I'm am curious about one thing. If one does attempt induction, can you just leave if it doesn't "take"? I hear so many stories about emergency c-sections for failure to progress when labour's being induced, and I'm just wondering if there's a reason why they can't just stop the induction and either wait for spontaneous labour or schedule a c-section later (barring an induction for pre-e or something like that). Is there a reason or is just a "once we've started, we'll finish" thing?


----------



## 34me (Oct 2, 2006)

This is only coming from my experience, so definitely take what you can use and throw the rest away. I was having issues with phlebitis in my pregnancy with my dd so my gp decided to induce her at 38 wks so that I would stop retaining fluid in my legs. I went in the night before and started induction and the pit was started at about 9am. I went home about 9pm because you know what - it doesn't always work







. No one told this formerly mainstream mamma this little fact 16 years ago. She was born 2 weeks later on her due date at 8lbs even. Her brother was born at 41+4 by emergency (general anesthesia and everything) c section and was 9lbs 3 oz after he went into distress with induction.

So really it is whatever you are comfortable with as your mileage may vary...


----------



## kittywitty (Jul 5, 2005)

As for weight and shoulder dystocia (From the unnecessarean):

One half of all cases of shoulder dystocia occur at birth weights of less than 4,000 g (8 lbs., 13 oz.).

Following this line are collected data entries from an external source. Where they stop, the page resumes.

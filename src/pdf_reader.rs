use std::collections::BTreeMap;
use std::panic;
use std::path::Path;

use encoding_rs::{BIG5, UTF_16BE};
use lopdf::content::{Content, Operation};
use lopdf::{Document, Object, ObjectId};

use crate::document::{DocumentSource, PdfDocument};
use crate::error::ExtractError;
use crate::model::TableGrid;
use crate::table_parse::{grids_from_text, split_line_into_cells, split_words};

const FORM_FEED: char = '\u{000C}';
const UTF16_BE_BOM: [u8; 2] = [0xFE, 0xFF];
const UTF16_LE_BOM: [u8; 2] = [0xFF, 0xFE];
const UTF16_ENCODING_HINTS: [&str; 4] = ["utf16", "ucs2", "identity-h", "unicode"];
const BIG5_ENCODING_HINTS: [&str; 4] = ["big5", "b5", "eten", "cns"];
const GARBLED_PENALTY: i64 = 800;

/// `pdf-extract` separates pages with form feeds and ends with one.
fn split_form_feeds(text: &str) -> Vec<&str> {
    text.strip_suffix(FORM_FEED)
        .unwrap_or(text)
        .split(FORM_FEED)
        .collect()
}

#[derive(Debug, Default)]
struct GlyphStats {
    total: usize,
    replacement: usize,
    control: usize,
    cjk: usize,
    cjk_ext_a: usize,
}

impl GlyphStats {
    fn of(text: &str) -> Self {
        let mut stats = Self::default();
        for ch in text.chars() {
            stats.total += 1;
            match ch {
                '\u{FFFD}' => stats.replacement += 1,
                '\n' | '\r' | '\t' => {}
                '\u{3400}'..='\u{4DBF}' => {
                    stats.cjk += 1;
                    stats.cjk_ext_a += 1;
                }
                '\u{4E00}'..='\u{9FFF}' => stats.cjk += 1,
                _ if ch.is_control() => stats.control += 1,
                _ => {}
            }
        }
        stats
    }

    /// Mostly replacement or control characters, or Han text dominated by
    /// rare Extension A glyphs, which is what a wrong CMap produces.
    fn looks_garbled(&self) -> bool {
        self.replacement * 8 > self.total
            || self.control * 5 > self.total
            || (self.cjk > 20 && self.cjk_ext_a * 4 > self.cjk)
    }
}

fn is_garbled(text: &str) -> bool {
    text.contains("?Identity-H Unimplemented?") || GlyphStats::of(text).looks_garbled()
}

fn decode_utf16be(bytes: &[u8]) -> Option<String> {
    let (text, had_errors) = UTF_16BE.decode_without_bom_handling(bytes);
    (!had_errors && !text.is_empty()).then(|| text.into_owned())
}

fn decode_big5(bytes: &[u8]) -> Option<String> {
    let (text, _, had_errors) = BIG5.decode(bytes);
    (!had_errors && !text.is_empty()).then(|| text.into_owned())
}

fn hint_matches(encoding_hint: &str, hints: &[&str]) -> bool {
    hints.iter().any(|hint| encoding_hint.contains(hint))
}

fn fallback_decode(encoding_hint: &str, bytes: &[u8]) -> Option<String> {
    if let Some(body) = bytes
        .strip_prefix(&UTF16_BE_BOM)
        .or_else(|| bytes.strip_prefix(&UTF16_LE_BOM))
    {
        if let Some(text) = decode_utf16be(body) {
            return Some(text);
        }
    }
    if hint_matches(encoding_hint, &UTF16_ENCODING_HINTS) {
        if let Some(text) = decode_utf16be(bytes) {
            return Some(text);
        }
    }
    if hint_matches(encoding_hint, &BIG5_ENCODING_HINTS) {
        return decode_big5(bytes);
    }
    None
}

/// Decodes a content-stream string with the font's encoding, retrying as
/// UTF-16 or Big5 when the result looks garbled. Local reports often embed
/// Big5 CMaps that lopdf does not map.
fn decode_pdf_string(encoding: Option<&str>, bytes: &[u8]) -> String {
    let decoded = Document::decode_text(encoding, bytes);
    if !is_garbled(&decoded) {
        return decoded;
    }

    let hint = encoding.map(str::to_ascii_lowercase).unwrap_or_default();
    fallback_decode(&hint, bytes).unwrap_or_else(|| String::from_utf8_lossy(bytes).into_owned())
}

fn looks_tabular(line: &str) -> bool {
    split_line_into_cells(line).len() >= 2 || split_words(line).len() >= 3
}

fn looks_like_parcel(line: &str) -> bool {
    (line.contains('-') && line.bytes().any(|byte| byte.is_ascii_digit()))
        || line.contains("地號")
        || line.contains("地段")
}

/// Ranks decoding candidates for one page: tabular lines count most, then
/// parcel-like lines, then plain line count.
fn candidate_score(text: &str) -> i64 {
    let lines = text
        .lines()
        .map(str::trim)
        .filter(|line| !line.is_empty())
        .collect::<Vec<_>>();
    if lines.is_empty() {
        return i64::MIN / 4;
    }

    let tabular = lines.iter().filter(|line| looks_tabular(line)).count();
    let parcel_like = lines.iter().filter(|line| looks_like_parcel(line)).count();
    let score = i64::try_from(tabular * 50 + parcel_like * 15 + lines.len()).unwrap_or(i64::MAX);
    if is_garbled(text) {
        score - GARBLED_PENALTY
    } else {
        score
    }
}

fn best_candidate(candidates: Vec<String>) -> String {
    candidates
        .into_iter()
        .max_by_key(|text| candidate_score(text))
        .unwrap_or_default()
}

/// Rebuilds text lines from a page content stream, decoding each string with
/// the encoding of the font selected by the last `Tf`.
struct ContentText<'a> {
    encodings: BTreeMap<Vec<u8>, &'a str>,
    encoding: Option<&'a str>,
    lines: Vec<String>,
    line: String,
}

impl<'a> ContentText<'a> {
    fn new(encodings: BTreeMap<Vec<u8>, &'a str>) -> Self {
        Self {
            encodings,
            encoding: None,
            lines: Vec::new(),
            line: String::new(),
        }
    }

    fn push_operands(&mut self, operands: &[Object]) {
        for operand in operands {
            match operand {
                Object::String(bytes, _) => {
                    let text = decode_pdf_string(self.encoding, bytes);
                    self.line.push_str(&text);
                }
                Object::Array(items) => {
                    self.push_operands(items);
                    self.line.push(' ');
                }
                // Large negative kerning inside TJ arrays is a visual gap.
                Object::Integer(offset) if *offset < -100 => self.line.push(' '),
                _ => {}
            }
        }
    }

    fn end_line(&mut self) {
        let line = std::mem::take(&mut self.line);
        if !line.trim().is_empty() {
            self.lines.push(line);
        }
    }

    fn apply(&mut self, operation: &Operation) {
        match operation.operator.as_str() {
            "Tf" => {
                let font = operation
                    .operands
                    .first()
                    .and_then(|operand| operand.as_name().ok());
                if let Some(font) = font {
                    self.encoding = self.encodings.get(font).copied();
                }
            }
            "Tj" | "TJ" | "'" | "\"" => self.push_operands(&operation.operands),
            "T*" | "Td" | "TD" | "ET" => self.end_line(),
            _ => {}
        }
    }

    fn finish(mut self) -> Option<String> {
        self.end_line();
        (!self.lines.is_empty()).then(|| self.lines.join("\n"))
    }
}

fn page_content_text(document: &Document, page_id: ObjectId) -> Option<String> {
    let content = Content::decode(&document.get_page_content(page_id).ok()?).ok()?;
    let encodings = document
        .get_page_fonts(page_id)
        .into_iter()
        .map(|(name, font)| (name, font.get_font_encoding()))
        .collect();

    let mut text = ContentText::new(encodings);
    for operation in &content.operations {
        text.apply(operation);
    }
    text.finish()
}

/// Whole-document text from `pdf-extract`, which panics on some malformed
/// font programs; a panic is treated like any other extraction failure.
fn pdf_extract_text(path: &Path) -> Option<String> {
    match panic::catch_unwind(|| pdf_extract::extract_text(path)) {
        Ok(Ok(text)) => Some(text),
        Ok(Err(error)) => {
            tracing::debug!(path = %path.display(), %error, "pdf-extract failed");
            None
        }
        Err(_) => {
            tracing::warn!(path = %path.display(), "pdf-extract panicked");
            None
        }
    }
}

/// Decodes every page up front. Each page takes the best of up to three
/// candidates: the `pdf-extract` page, the raw content stream and lopdf's own
/// text extraction.
fn read_pdf_pages(path: &Path) -> Result<Vec<String>, ExtractError> {
    let document = Document::load(path)?;
    let page_ids = document.get_pages();

    let extracted = pdf_extract_text(path)
        .map(|text| {
            split_form_feeds(&text)
                .into_iter()
                .map(str::to_string)
                .collect::<Vec<_>>()
        })
        .filter(|pages| pages.len() == page_ids.len());
    if extracted.is_none() {
        tracing::debug!(path = %path.display(), "no usable pdf-extract text, using lopdf only");
    }

    let pages = page_ids
        .iter()
        .enumerate()
        .map(|(index, (&number, &id))| {
            let candidates = [
                extracted.as_ref().and_then(|pages| pages.get(index).cloned()),
                page_content_text(&document, id),
                document.extract_text(&[number]).ok(),
            ]
            .into_iter()
            .flatten()
            .filter(|text| !text.trim().is_empty())
            .collect();
            best_candidate(candidates)
        })
        .collect::<Vec<_>>();

    tracing::debug!(path = %path.display(), pages = pages.len(), "PDF pages decoded");
    Ok(pages)
}

/// A PDF decoded up front into per-page text. Tables are inferred from the
/// text layout on demand.
#[derive(Debug, Clone)]
pub struct PdfFile {
    pages: Vec<String>,
}

impl PdfFile {
    pub fn open(path: &Path) -> Result<Self, ExtractError> {
        Ok(Self {
            pages: read_pdf_pages(path)?,
        })
    }

    fn text(&self, index: usize) -> Result<&str, ExtractError> {
        self.pages
            .get(index)
            .map(String::as_str)
            .ok_or(ExtractError::PageOutOfRange {
                index,
                count: self.pages.len(),
            })
    }
}

impl PdfDocument for PdfFile {
    fn page_count(&self) -> usize {
        self.pages.len()
    }

    fn page_text(&self, index: usize) -> Result<String, ExtractError> {
        self.text(index).map(str::to_string)
    }

    fn page_tables(&self, index: usize) -> Result<Vec<TableGrid>, ExtractError> {
        self.text(index).map(grids_from_text)
    }
}

/// Opens PDFs from disk with `lopdf` and `pdf-extract`.
#[derive(Debug, Clone, Copy, Default)]
pub struct PdfFileSource;

impl DocumentSource for PdfFileSource {
    type Document = PdfFile;

    fn open(&self, path: &Path) -> Result<PdfFile, ExtractError> {
        PdfFile::open(path)
    }
}
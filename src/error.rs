use std::io;
use std::path::PathBuf;

use thiserror::Error;

#[derive(Debug, Error)]
pub enum ExtractError {
    #[error("I/O error: {0}")]
    Io(#[from] io::Error),

    #[error("CSV write error: {0}")]
    Csv(#[from] csv::Error),

    #[error("failed to load PDF: {0}")]
    PdfLoad(#[from] lopdf::Error),

    #[error("failed to extract PDF text: {0}")]
    PdfExtract(String),

    #[error("page {index} is out of range (document has {count} pages)")]
    PageOutOfRange { index: usize, count: usize },

    #[error("processing was cancelled")]
    Cancelled,
}

impl ExtractError {
    #[must_use]
    pub fn is_cancelled(&self) -> bool {
        matches!(self, Self::Cancelled)
    }
}

#[derive(Debug, Error, PartialEq, Eq)]
pub enum ConfigError {
    #[error("input and output folders must both be selected")]
    MissingFolder,

    #[error("input folder does not exist: {}", .0.display())]
    InputNotFound(PathBuf),

    #[error("record interval must be a positive integer, got '{0}'")]
    InvalidRecordInterval(String),
}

Acker DB, Sachs BP, Friedman EA. Risk factors for shoulder dystocia in the average-weight infant. Obstet Gynecol 1986;67:614-8.

In a 1993 study to test the hypothesis that elective induction of labor, compared to spontaneous labor, reduces the cesarean rate in women with a sonographic diagnosis of fetal macrosomia, researchers concluded that because elective induction of labor increased the cesarean rate and did not prevent shoulder dystocia, mothers with macrosomic fetuses can safely labor spontaneously. [Combs CA, Singh NB, Khoury JC. Elective induction versus spontaneous labor after sonographic diagnosis of fetal macrosomia. Obstet Gynecol. 1993 Apr;81(4):492-6.]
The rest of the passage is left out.